> Exercise instructions
Restate the data that follows exactly as it stands, beginning with the first line and ending with the line that contains "match RollingFileAppender::builder()".

[Collected data entries]
■ ■ ■ ■ ■
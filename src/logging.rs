//! Tracing subscriber setup.
//!
//! Stdout carries the Script Filter JSON, so logs go to stderr (which Alfred
//! shows in its workflow debugger) or to the configured log file.

use std::path::{Path, PathBuf};
use tracing_appender::rolling::{RollingFileAppender, Rotation};
use tracing_subscriber::EnvFilter;

/// Environment variable holding an `EnvFilter` directive, e.g. `alfred_keywords=debug`.
pub const LOG_ENV: &str = "ALFRED_KEYWORDS_LOG";

/// Default level for a `-v` count.
pub fn level_for(verbosity: u8) -> &'static str {
    match verbosity {
        0 => "warn",
        1 => "info",
        2 => "debug",
        _ => "trace",
    }
}

fn build_filter(verbosity: u8) -> EnvFilter {
    EnvFilter::try_from_env(LOG_ENV).unwrap_or_else(|_| EnvFilter::new(level_for(verbosity)))
}

/// Relative log paths are taken from `base`.
fn resolve_log_path(path: &Path, base: &Path) -> PathBuf {
    if path.is_absolute() {
        path.to_path_buf()
    } else {
        base.join(path)
    }
}

fn file_appender(path: &Path) -> Option<RollingFileAppender> {
    let path = match std::env::current_dir() {
        Ok(cwd) => resolve_log_path(path, &cwd),
        Err(e) => {
            eprintln!("alfred-keywords: ignoring log file {}: {e}", path.display());
            return None;
        }
    };
    let (Some(dir), Some(name)) = (path.parent(), path.file_name().and_then(|n| n.to_str()))
    else {
        eprintln!("alfred-keywords: ignoring log file {}: not a file path", path.display());
        return None;
    };
    if let Err(e) = std::fs::create_dir_all(dir) {
        eprintln!("alfred-keywords: cannot create log directory {}: {e}", dir.display());
        return None;
    }
    match RollingFileAppender::builder()
        .rotation(Rotation::NEVER)
        .filename_prefix(name)
        .build(dir)
    {
        Ok(appender) => Some(appender),
        Err(e) => {
            eprintln!("alfred-keywords: cannot open log file {}: {e}", path.display());
            None
        }
    }
}

/// Install the global subscriber. Safe to call more than once; later calls are no-ops.
pub fn init(verbosity: u8, log_file: Option<&Path>) {
    let builder = tracing_subscriber::fmt()
        .with_env_filter(build_filter(verbosity))
        .with_ansi(false)
        .with_target(false);

    let _ = match log_file.and_then(file_appender) {
        Some(appender) => builder.with_writer(appender).try_init(),
        None => builder.with_writer(std::io::stderr).try_init(),
    };
}

#[cfg(test)]
mod tests {
    use super::*;

    #[test]
    fn verbosity_levels() {
        assert_eq!(level_for(0), "warn");
        assert_eq!(level_for(1), "info");
        assert_eq!(level_for(2), "debug");
        assert_eq!(level_for(9), "trace");
    }

    #[test]
    fn file_appender_creates_parent_dirs() {
        let dir = tempfile::TempDir::new().unwrap();
        let path = dir.path().join("logs/nested/alfred-keywords.log");
        assert!(file_appender(&path).is_some());
        assert!(path.parent().unwrap().is_dir());
    }

    #[test]
    fn relative_log_path_resolves_against_base() {
        let base = Path::new("/work/app");
        assert_eq!(
            resolve_log_path(Path::new("keywords.log"), base),
            PathBuf::from("/work/app/keywords.log")
        );
        assert_eq!(
            resolve_log_path(Path::new("logs/keywords.log"), base),
            PathBuf::from("/work/app/logs/keywords.log")
        );
        assert_eq!(
            resolve_log_path(Path::new("/var/log/ak.log"), base),
            PathBuf::from("/var/log/ak.log")
        );
    }

    #[test]
    fn root_path_has_no_appender() {
        assert!(file_appender(Path::new("/")).is_none());
    }
}
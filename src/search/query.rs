//! Query parsing and filtering.
//!
//! A query is an optional type-prefix token followed by free text:
//!
//! ```text
//! _web goo        websearch items whose text contains "goo"
//! wf              every workflow keyword
//! docker status   every item whose text contains "docker status"
//! ```
//!
//! Matching is case-insensitive substring containment on NFC-normalized
//! text. Alfred hands queries over in decomposed form, so both sides are
//! composed before comparing.

use crate::model::types::{ItemKind, SearchItem};
use std::collections::BTreeMap;
use unicode_normalization::UnicodeNormalization;

/// Maps prefix tokens (lowercase) to the kind they select.
#[derive(Debug, Clone)]
pub struct PrefixTable {
    prefixes: BTreeMap<String, ItemKind>,
}

impl Default for PrefixTable {
    fn default() -> Self {
        let prefixes = ItemKind::ALL
            .into_iter()
            .flat_map(|kind| kind.prefixes().iter().map(move |p| (p.to_string(), kind)))
            .collect();
        Self { prefixes }
    }
}

impl PrefixTable {
    /// Built-in prefixes plus `extra`, which wins on conflicts.
    pub fn with_extra<'a>(extra: impl IntoIterator<Item = (&'a String, &'a ItemKind)>) -> Self {
        let mut table = Self::default();
        for (token, kind) in extra {
            table.prefixes.insert(token.to_lowercase(), *kind);
        }
        table
    }

    pub fn lookup(&self, token: &str) -> Option<ItemKind> {
        self.prefixes.get(&token.to_lowercase()).copied()
    }
}

/// Parsed query: optional kind restriction plus a normalized needle.
#[derive(Debug, Clone, Default, PartialEq, Eq)]
pub struct QueryFilter {
    pub kind: Option<ItemKind>,
    pub needle: String,
}

impl QueryFilter {
    /// Parse command-line tokens with the built-in prefixes.
    pub fn parse<S: AsRef<str>>(args: &[S]) -> Self {
        Self::parse_with(args, &PrefixTable::default())
    }

    /// Parse command-line tokens.
    ///
    /// Tokens are joined and re-split on whitespace, so `["_web goo"]` and
    /// `["_web", "goo"]` parse the same.
    pub fn parse_with<S: AsRef<str>>(args: &[S], prefixes: &PrefixTable) -> Self {
        let joined = args.iter().map(AsRef::as_ref).collect::<Vec<_>>().join(" ");
        let tokens: Vec<&str> = joined.split_whitespace().collect();

        let Some((first, rest)) = tokens.split_first() else {
            return Self::default();
        };

        match prefixes.lookup(first) {
            Some(kind) => Self {
                kind: Some(kind),
                needle: normalize(&rest.join(" ")),
            },
            None => Self {
                kind: None,
                needle: normalize(&tokens.join(" ")),
            },
        }
    }

    pub fn is_empty(&self) -> bool {
        self.kind.is_none() && self.needle.is_empty()
    }

    pub fn matches(&self, item: &SearchItem) -> bool {
        if self.kind.is_some_and(|kind| item.kind() != Some(kind)) {
            return false;
        }
        if self.needle.is_empty() {
            return true;
        }
        normalize(&item.search_text()).contains(&self.needle)
    }
}

/// NFC-compose and lowercase.
pub fn normalize(text: &str) -> String {
    text.nfc().collect::<String>().to_lowercase()
}

/// Keep items matching `filter`, preserving order.
pub fn filter_items(items: Vec<SearchItem>, filter: &QueryFilter) -> Vec<SearchItem> {
    if filter.is_empty() {
        return items;
    }
    let before = items.len();
    let kept: Vec<SearchItem> = items.into_iter().filter(|i| filter.matches(i)).collect();
    tracing::debug!(
        kind = ?filter.kind,
        needle = %filter.needle,
        before,
        after = kept.len(),
        "filtered items"
    );
    kept
}

/// Keep items whose title or subtitle contains `query`; used by quick links.
pub fn filter_title_subtitle(items: Vec<SearchItem>, query: &str) -> Vec<SearchItem> {
    let needle = normalize(query.trim());
    if needle.is_empty() {
        return items;
    }
    items
        .into_iter()
        .filter(|i| normalize(&i.title).contains(&needle) || normalize(&i.subtitle).contains(&needle))
        .collect()
}

#[cfg(test)]
mod tests {
    use super::*;
    use crate::model::types::ItemVariables;
    use proptest::prelude::*;

    fn item(kind: ItemKind, title: &str, searchable: Option<&str>) -> SearchItem {
        let mut vars = ItemVariables::new(kind, title, "");
        if let Some(s) = searchable {
            vars = vars.with_searchable_text(s);
        }
        SearchItem::new(title, format!("[{kind}] {title}"), title, vars)
    }

    fn sample() -> Vec<SearchItem> {
        vec![
            item(ItemKind::Websearch, "Google: g", None),
            item(ItemKind::Workflow, "Todo: td", Some("td todo list")),
            item(ItemKind::Alias, "Alias: gs", Some("gs git status")),
            item(ItemKind::NpmScript, "NPM Script: build", Some("build vite build")),
        ]
    }

    #[test]
    fn no_args_is_unfiltered() {
        let f = QueryFilter::parse::<&str>(&[]);
        assert!(f.is_empty());
        assert_eq!(filter_items(sample(), &f).len(), 4);
    }

    #[test]
    fn prefix_selects_kind() {
        let f = QueryFilter::parse(&["_web"]);
        assert_eq!(f.kind, Some(ItemKind::Websearch));
        assert_eq!(f.needle, "");

        let f = QueryFilter::parse(&["WF", "Todo"]);
        assert_eq!(f.kind, Some(ItemKind::Workflow));
        assert_eq!(f.needle, "todo");
    }

    #[test]
    fn single_argument_is_split() {
        let f = QueryFilter::parse(&["_alias   Git  Status "]);
        assert_eq!(
            f,
            QueryFilter {
                kind: Some(ItemKind::Alias),
                needle: "git status".into()
            }
        );
    }

    #[test]
    fn unknown_first_token_is_text() {
        let f = QueryFilter::parse(&["_git", "push"]);
        assert_eq!(f.kind, None);
        assert_eq!(f.needle, "_git push");
    }

    #[test]
    fn prefix_must_be_whole_token() {
        let f = QueryFilter::parse(&["webpack"]);
        assert_eq!(f.kind, None);
        assert_eq!(f.needle, "webpack");
    }

    #[test]
    fn extra_prefixes_override_builtin() {
        let extra: BTreeMap<String, ItemKind> = [
            ("_sh".to_string(), ItemKind::Alias),
            ("web".to_string(), ItemKind::Workflow),
        ]
        .into_iter()
        .collect();
        let table = PrefixTable::with_extra(&extra);

        assert_eq!(QueryFilter::parse_with(&["_sh"], &table).kind, Some(ItemKind::Alias));
        assert_eq!(QueryFilter::parse_with(&["web"], &table).kind, Some(ItemKind::Workflow));
        assert_eq!(
            QueryFilter::parse_with(&["_web"], &table).kind,
            Some(ItemKind::Websearch)
        );
    }

    #[test]
    fn filter_uses_searchable_text_then_fallback() {
        let hits = filter_items(sample(), &QueryFilter::parse(&["status"]));
        assert_eq!(hits.len(), 1);
        assert_eq!(hits[0].title, "Alias: gs");

        // Web search has no searchable_text; title is matched instead.
        let hits = filter_items(sample(), &QueryFilter::parse(&["google"]));
        assert_eq!(hits.len(), 1);
        assert_eq!(hits[0].kind(), Some(ItemKind::Websearch));
    }

    #[test]
    fn kind_and_text_combine() {
        let hits = filter_items(sample(), &QueryFilter::parse(&["_npm", "todo"]));
        assert!(hits.is_empty());
        let hits = filter_items(sample(), &QueryFilter::parse(&["_npm", "vite"]));
        assert_eq!(hits.len(), 1);
    }

    #[test]
    fn decomposed_query_matches_composed_text() {
        let items = vec![item(ItemKind::Alias, "Alias: cafe", Some("café open"))];
        let decomposed = "cafe\u{301}";
        let hits = filter_items(items, &QueryFilter::parse(&[decomposed]));
        assert_eq!(hits.len(), 1);
    }

    #[test]
    fn error_items_never_match_a_kind() {
        let items = vec![SearchItem::error("Error reading searches", "boom")];
        assert!(filter_items(items, &QueryFilter::parse(&["_web"])).is_empty());
    }

    #[test]
    fn title_subtitle_filter() {
        let items = vec![
            SearchItem::new(
                "gh",
                "GitHub → https://github.com/search?q={query}",
                "https://github.com/search?q={query}",
                ItemVariables::new(ItemKind::Websearch, "gh", "GitHub"),
            ),
            SearchItem::new(
                "wiki",
                "Wikipedia → https://en.wikipedia.org/w/index.php?search={query}",
                "https://en.wikipedia.org",
                ItemVariables::new(ItemKind::Websearch, "wiki", "Wikipedia"),
            ),
        ];
        assert_eq!(filter_title_subtitle(items.clone(), "").len(), 2);
        assert_eq!(filter_title_subtitle(items.clone(), "GITHUB").len(), 1);
        assert_eq!(filter_title_subtitle(items, "wik").len(), 1);
    }

    fn arb_kind() -> impl Strategy<Value = ItemKind> {
        prop::sample::select(ItemKind::ALL.to_vec())
    }

    fn arb_items() -> impl Strategy<Value = Vec<SearchItem>> {
        prop::collection::vec((arb_kind(), "[a-zA-Z ]{0,12}"), 0..12).prop_map(|rows| {
            rows.into_iter()
                .map(|(kind, text)| item(kind, &text, Some(&text)))
                .collect()
        })
    }

    proptest! {
        #[test]
        fn empty_query_is_identity(items in arb_items()) {
            let filtered = filter_items(items.clone(), &QueryFilter::parse::<&str>(&[]));
            prop_assert_eq!(filtered, items);
        }

        #[test]
        fn matching_ignores_case(items in arb_items(), needle in "[a-zA-Z]{1,3}") {
            let lower = filter_items(items.clone(), &QueryFilter::parse(&[needle.to_lowercase()]));
            let upper = filter_items(items, &QueryFilter::parse(&[needle.to_uppercase()]));
            prop_assert_eq!(lower, upper);
        }

        #[test]
        fn prefixes_partition_by_kind(items in arb_items()) {
            let mut total = 0;
            for kind in ItemKind::ALL {
                let hits = filter_items(items.clone(), &QueryFilter::parse(&[kind.prefixes()[0]]));
                prop_assert!(hits.iter().all(|i| i.kind() == Some(kind)));
                total += hits.len();
            }
            prop_assert_eq!(total, items.len());
        }
    }
}
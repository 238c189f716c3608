use super::{Connector, DetectionResult, ScanContext};
use crate::model::types::{ItemKind, ItemVariables, SearchItem};
use anyhow::{Context, Result};
use std::collections::HashSet;
use std::process::Command;

const MAKEFILE: &str = "Makefile";

/// Marker `make -p` prints before files it knows about but that are not targets.
const NOT_A_TARGET: &str = "# Not a target:";

pub struct MakeConnector;

impl MakeConnector {
    pub fn new() -> Self {
        Self
    }

    pub fn target_item(target: &str) -> SearchItem {
        SearchItem::new(
            format!("Make Target: {target}"),
            format!("[Make] Run make {target}"),
            format!("make {target}"),
            ItemVariables::new(ItemKind::MakeTarget, target, format!("Make target: {target}"))
                .with_searchable_text(target),
        )
    }
}

impl Default for MakeConnector {
    fn default() -> Self {
        Self::new()
    }
}

/// Extract target names from `make -qp` database output, first-seen order.
pub fn parse_make_database(output: &str) -> Vec<String> {
    let mut seen = HashSet::new();
    let mut targets = Vec::new();
    let mut skip_next = false;

    for line in output.lines() {
        if skip_next {
            skip_next = false;
            continue;
        }
        if line.starts_with(NOT_A_TARGET) {
            skip_next = true;
            continue;
        }
        if line.starts_with('\t') || line.starts_with('#') {
            continue;
        }
        let Some((head, _)) = line.split_once(':') else {
            continue;
        };
        // `VAR := value`, `VAR ::= value` and `VAR = a:b` are assignments.
        if line[head.len()..].starts_with(":=")
            || line[head.len()..].starts_with("::=")
            || head.contains('=')
        {
            continue;
        }
        for target in head.split_whitespace() {
            if target.starts_with('.') || target.contains('%') {
                continue;
            }
            if seen.insert(target.to_string()) {
                targets.push(target.to_string());
            }
        }
    }

    targets
}

impl Connector for MakeConnector {
    fn name(&self) -> &'static str {
        "make"
    }

    fn kind(&self) -> ItemKind {
        ItemKind::MakeTarget
    }

    fn detect(&self, ctx: &ScanContext) -> DetectionResult {
        let makefile = ctx.project_file(MAKEFILE);
        if !makefile.exists() {
            return DetectionResult::not_found();
        }
        match which::which(&ctx.make_program) {
            Ok(program) => {
                let mut result = DetectionResult::found(&makefile);
                result.evidence.push(format!("using {}", program.display()));
                result
            }
            Err(e) => {
                tracing::debug!(program = %ctx.make_program, error = %e, "make program not on PATH");
                DetectionResult::not_found()
            }
        }
    }

    fn scan(&self, ctx: &ScanContext) -> Result<Vec<SearchItem>> {
        // `-q` makes the exit status meaningless here; only stdout matters.
        let output = Command::new(&ctx.make_program)
            .arg("-qp")
            .current_dir(&ctx.project_dir)
            .output()
            .with_context(|| format!("running {} -qp", ctx.make_program))?;

        let stdout = String::from_utf8_lossy(&output.stdout);
        Ok(parse_make_database(&stdout)
            .iter()
            .map(|t| Self::target_item(t))
            .collect())
    }
}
■ ■ ■ ■ ■
> Response
filename src/logging.rs
//! Tracing subscriber setup.
//!
//! Stdout carries the Script Filter JSON, so logs go to stderr (which Alfred
//! shows in its workflow debugger) or to the configured log file.

use std::path::{Path, PathBuf};
use tracing_appender::rolling::{RollingFileAppender, Rotation};
use tracing_subscriber::EnvFilter;

/// Environment variable holding an `EnvFilter` directive, e.g. `alfred_keywords=debug`.
pub const LOG_ENV: &str = "ALFRED_KEYWORDS_LOG";

/// Default level for a `-v` count.
pub fn level_for(verbosity: u8) -> &'static str {
    match verbosity {
        0 => "warn",
        1 => "info",
        2 => "debug",
        _ => "trace",
    }
}

fn build_filter(verbosity: u8) -> EnvFilter {
    EnvFilter::try_from_env(LOG_ENV).unwrap_or_else(|_| EnvFilter::new(level_for(verbosity)))
}

/// Relative log paths are taken from `base`.
fn resolve_log_path(path: &Path, base: &Path) -> PathBuf {
    if path.is_absolute() {
        path.to_path_buf()
    } else {
        base.join(path)
    }
}

fn file_appender(path: &Path) -> Option<RollingFileAppender> {
    let path = match std::env::current_dir() {
        Ok(cwd) => resolve_log_path(path, &cwd),
        Err(e) => {
            eprintln!("alfred-keywords: ignoring log file {}: {e}", path.display());
            return None;
        }
    };
    let (Some(dir), Some(name)) = (path.parent(), path.file_name().and_then(|n| n.to_str()))
    else {
        eprintln!("alfred-keywords: ignoring log file {}: not a file path", path.display());
        return None;
    };
    if let Err(e) = std::fs::create_dir_all(dir) {
        eprintln!("alfred-keywords: cannot create log directory {}: {e}", dir.display());
        return None;
    }
    match RollingFileAppender::builder()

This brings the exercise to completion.